Search each line below for the word "username" and list those that contain it.

--- Records supplied Enclosed Below ---

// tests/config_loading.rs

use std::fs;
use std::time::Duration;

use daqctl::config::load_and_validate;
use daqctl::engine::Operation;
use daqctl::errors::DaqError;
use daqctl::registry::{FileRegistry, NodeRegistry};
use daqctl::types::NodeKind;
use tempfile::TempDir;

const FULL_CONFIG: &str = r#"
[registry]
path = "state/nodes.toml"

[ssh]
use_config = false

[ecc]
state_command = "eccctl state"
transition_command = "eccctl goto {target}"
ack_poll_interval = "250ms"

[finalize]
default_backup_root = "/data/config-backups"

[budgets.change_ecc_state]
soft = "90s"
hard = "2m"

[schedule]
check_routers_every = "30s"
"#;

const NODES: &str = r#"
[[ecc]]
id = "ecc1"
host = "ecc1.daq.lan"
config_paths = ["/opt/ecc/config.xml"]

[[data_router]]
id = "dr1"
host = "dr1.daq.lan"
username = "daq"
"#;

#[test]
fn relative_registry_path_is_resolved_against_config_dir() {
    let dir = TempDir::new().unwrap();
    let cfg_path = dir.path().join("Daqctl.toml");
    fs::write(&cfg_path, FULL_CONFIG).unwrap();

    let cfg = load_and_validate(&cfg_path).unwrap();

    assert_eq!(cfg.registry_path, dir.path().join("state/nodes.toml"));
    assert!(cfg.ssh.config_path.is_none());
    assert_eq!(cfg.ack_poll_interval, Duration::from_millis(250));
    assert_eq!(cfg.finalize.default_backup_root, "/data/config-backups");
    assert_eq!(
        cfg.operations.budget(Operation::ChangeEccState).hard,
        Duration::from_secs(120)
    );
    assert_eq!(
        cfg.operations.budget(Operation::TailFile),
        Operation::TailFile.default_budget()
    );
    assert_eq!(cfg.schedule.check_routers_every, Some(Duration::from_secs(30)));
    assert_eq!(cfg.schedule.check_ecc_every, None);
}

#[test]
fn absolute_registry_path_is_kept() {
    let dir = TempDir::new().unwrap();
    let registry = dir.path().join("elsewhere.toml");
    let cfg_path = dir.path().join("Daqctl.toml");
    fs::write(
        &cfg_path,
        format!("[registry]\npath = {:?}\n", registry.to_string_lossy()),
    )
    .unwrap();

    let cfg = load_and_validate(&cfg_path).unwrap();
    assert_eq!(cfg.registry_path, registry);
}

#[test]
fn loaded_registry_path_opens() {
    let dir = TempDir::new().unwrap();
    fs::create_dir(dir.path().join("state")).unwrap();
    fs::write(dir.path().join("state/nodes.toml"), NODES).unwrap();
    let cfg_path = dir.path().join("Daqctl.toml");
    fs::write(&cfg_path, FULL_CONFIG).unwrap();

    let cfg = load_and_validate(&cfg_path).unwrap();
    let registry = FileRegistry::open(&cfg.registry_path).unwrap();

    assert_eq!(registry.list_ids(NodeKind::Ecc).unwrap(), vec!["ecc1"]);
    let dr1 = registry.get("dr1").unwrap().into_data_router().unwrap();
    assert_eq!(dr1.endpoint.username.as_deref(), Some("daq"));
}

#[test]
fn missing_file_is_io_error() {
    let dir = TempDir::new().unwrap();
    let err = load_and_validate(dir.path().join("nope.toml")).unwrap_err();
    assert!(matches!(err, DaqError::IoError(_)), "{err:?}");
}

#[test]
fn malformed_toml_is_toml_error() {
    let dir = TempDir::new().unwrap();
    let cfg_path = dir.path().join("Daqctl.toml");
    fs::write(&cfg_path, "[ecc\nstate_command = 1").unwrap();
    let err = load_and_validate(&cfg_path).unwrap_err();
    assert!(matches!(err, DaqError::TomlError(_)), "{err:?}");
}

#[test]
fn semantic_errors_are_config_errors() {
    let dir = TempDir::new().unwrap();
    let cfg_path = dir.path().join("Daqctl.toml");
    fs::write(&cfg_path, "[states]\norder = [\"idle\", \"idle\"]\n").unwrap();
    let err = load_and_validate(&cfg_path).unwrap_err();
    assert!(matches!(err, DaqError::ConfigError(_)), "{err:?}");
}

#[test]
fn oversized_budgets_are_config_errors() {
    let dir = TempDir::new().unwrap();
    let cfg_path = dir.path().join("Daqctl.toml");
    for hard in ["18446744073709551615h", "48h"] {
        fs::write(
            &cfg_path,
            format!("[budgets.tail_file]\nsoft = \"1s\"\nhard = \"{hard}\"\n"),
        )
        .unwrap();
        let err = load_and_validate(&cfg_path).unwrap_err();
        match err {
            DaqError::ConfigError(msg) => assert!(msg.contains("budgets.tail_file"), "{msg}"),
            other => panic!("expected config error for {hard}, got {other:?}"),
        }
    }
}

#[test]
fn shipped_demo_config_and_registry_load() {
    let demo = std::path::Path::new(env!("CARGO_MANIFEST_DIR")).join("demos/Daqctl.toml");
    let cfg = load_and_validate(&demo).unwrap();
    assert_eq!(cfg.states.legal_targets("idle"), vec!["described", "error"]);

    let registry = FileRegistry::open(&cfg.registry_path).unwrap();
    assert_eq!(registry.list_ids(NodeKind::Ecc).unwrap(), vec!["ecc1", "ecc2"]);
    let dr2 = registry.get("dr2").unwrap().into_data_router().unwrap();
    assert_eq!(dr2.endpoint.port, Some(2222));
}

--- End of Enclosed Records supplied ---
--- Records supplied Enclosed Below ---

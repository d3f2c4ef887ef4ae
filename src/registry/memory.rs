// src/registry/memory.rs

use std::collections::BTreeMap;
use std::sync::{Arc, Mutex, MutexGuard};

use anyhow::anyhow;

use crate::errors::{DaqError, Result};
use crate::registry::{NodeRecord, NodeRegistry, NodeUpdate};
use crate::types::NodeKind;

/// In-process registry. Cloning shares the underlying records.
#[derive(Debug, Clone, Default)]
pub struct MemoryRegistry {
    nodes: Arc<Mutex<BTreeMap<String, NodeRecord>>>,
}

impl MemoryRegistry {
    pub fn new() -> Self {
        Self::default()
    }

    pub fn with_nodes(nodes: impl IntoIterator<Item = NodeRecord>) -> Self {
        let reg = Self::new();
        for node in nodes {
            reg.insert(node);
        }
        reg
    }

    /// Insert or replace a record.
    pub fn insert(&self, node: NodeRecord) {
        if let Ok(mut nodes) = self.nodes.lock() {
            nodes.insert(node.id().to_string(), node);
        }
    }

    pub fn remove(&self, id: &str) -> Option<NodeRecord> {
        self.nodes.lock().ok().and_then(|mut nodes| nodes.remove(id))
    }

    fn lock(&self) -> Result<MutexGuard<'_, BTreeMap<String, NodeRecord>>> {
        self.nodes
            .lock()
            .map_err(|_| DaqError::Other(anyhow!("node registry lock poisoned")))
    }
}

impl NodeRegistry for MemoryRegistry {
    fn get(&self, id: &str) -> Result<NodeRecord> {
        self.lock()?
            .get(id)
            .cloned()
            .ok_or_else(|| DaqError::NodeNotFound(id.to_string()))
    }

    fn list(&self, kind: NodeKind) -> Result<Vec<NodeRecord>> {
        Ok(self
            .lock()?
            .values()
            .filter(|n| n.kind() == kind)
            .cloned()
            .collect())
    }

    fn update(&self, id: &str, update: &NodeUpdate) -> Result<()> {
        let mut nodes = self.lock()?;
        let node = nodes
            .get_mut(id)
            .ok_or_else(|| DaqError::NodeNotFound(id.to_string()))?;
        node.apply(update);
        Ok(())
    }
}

--- End of Enclosed Records supplied ---
--- Records supplied Enclosed Below ---

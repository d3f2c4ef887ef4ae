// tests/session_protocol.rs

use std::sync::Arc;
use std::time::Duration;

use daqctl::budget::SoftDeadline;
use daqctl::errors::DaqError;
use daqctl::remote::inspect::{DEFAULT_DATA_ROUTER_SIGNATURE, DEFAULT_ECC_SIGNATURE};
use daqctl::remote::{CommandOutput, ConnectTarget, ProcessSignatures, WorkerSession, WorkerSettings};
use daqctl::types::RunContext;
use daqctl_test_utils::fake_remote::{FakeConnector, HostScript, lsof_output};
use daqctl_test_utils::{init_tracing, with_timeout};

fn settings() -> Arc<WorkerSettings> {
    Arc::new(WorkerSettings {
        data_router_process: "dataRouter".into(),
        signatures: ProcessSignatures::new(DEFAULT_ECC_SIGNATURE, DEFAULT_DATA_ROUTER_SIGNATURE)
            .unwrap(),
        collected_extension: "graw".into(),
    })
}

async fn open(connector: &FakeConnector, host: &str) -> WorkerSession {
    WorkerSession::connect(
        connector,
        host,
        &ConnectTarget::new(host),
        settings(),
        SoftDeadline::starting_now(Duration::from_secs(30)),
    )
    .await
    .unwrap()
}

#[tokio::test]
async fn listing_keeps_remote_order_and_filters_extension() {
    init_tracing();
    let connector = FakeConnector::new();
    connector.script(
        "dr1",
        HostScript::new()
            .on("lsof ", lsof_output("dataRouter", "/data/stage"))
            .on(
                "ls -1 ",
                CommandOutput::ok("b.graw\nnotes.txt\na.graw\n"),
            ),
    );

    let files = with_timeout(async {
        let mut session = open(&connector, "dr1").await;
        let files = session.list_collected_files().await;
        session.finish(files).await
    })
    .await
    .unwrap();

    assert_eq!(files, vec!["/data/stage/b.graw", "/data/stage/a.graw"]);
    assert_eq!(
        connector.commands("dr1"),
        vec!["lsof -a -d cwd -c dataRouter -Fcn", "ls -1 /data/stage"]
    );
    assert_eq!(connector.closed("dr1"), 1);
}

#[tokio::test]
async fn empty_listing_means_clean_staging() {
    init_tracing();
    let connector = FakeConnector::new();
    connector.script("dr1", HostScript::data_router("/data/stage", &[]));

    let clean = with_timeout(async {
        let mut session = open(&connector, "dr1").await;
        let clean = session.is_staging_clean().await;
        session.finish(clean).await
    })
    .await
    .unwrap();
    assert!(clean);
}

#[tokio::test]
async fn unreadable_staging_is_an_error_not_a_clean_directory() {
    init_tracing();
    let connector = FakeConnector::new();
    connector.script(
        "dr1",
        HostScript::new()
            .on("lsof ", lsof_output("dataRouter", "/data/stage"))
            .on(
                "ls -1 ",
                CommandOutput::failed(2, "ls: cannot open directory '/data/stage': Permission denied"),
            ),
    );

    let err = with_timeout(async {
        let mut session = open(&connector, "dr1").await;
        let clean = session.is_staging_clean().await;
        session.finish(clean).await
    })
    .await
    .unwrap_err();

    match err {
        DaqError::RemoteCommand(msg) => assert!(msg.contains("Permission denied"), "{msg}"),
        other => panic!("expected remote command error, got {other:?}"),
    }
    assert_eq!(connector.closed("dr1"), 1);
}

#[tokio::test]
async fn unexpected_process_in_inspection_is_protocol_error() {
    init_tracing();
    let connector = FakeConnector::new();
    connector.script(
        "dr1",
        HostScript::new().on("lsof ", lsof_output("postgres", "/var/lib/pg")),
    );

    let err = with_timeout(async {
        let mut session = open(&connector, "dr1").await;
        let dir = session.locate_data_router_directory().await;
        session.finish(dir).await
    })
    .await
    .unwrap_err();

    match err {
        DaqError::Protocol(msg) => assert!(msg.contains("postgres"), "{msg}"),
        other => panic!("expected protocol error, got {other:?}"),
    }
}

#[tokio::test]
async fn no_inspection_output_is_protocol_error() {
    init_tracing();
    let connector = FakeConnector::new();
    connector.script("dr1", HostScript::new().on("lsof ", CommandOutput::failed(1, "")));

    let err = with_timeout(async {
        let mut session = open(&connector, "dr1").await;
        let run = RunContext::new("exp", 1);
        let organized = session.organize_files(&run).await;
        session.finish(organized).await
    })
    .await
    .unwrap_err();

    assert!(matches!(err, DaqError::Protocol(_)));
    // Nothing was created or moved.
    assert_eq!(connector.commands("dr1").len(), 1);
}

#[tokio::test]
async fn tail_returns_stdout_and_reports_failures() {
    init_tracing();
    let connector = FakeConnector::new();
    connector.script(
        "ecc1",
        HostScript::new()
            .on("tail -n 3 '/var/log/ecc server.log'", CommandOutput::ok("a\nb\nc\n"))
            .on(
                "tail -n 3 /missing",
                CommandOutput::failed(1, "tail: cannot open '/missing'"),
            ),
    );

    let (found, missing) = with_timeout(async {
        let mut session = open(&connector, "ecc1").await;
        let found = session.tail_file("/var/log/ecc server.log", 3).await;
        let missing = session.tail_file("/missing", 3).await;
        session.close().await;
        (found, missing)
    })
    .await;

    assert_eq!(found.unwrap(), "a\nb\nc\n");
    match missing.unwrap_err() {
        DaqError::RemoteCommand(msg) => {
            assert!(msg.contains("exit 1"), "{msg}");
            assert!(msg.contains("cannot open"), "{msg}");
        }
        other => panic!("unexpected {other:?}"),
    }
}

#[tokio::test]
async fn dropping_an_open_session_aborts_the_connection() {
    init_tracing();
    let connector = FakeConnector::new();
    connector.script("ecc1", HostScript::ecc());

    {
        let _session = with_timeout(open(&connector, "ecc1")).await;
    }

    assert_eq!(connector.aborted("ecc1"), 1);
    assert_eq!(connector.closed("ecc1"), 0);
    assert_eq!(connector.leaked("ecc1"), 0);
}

--- End of Enclosed Records supplied ---

→ **Your solution**
username = "daq"
    assert_eq!(dr1.endpoint.username.as_deref(), Some("daq"));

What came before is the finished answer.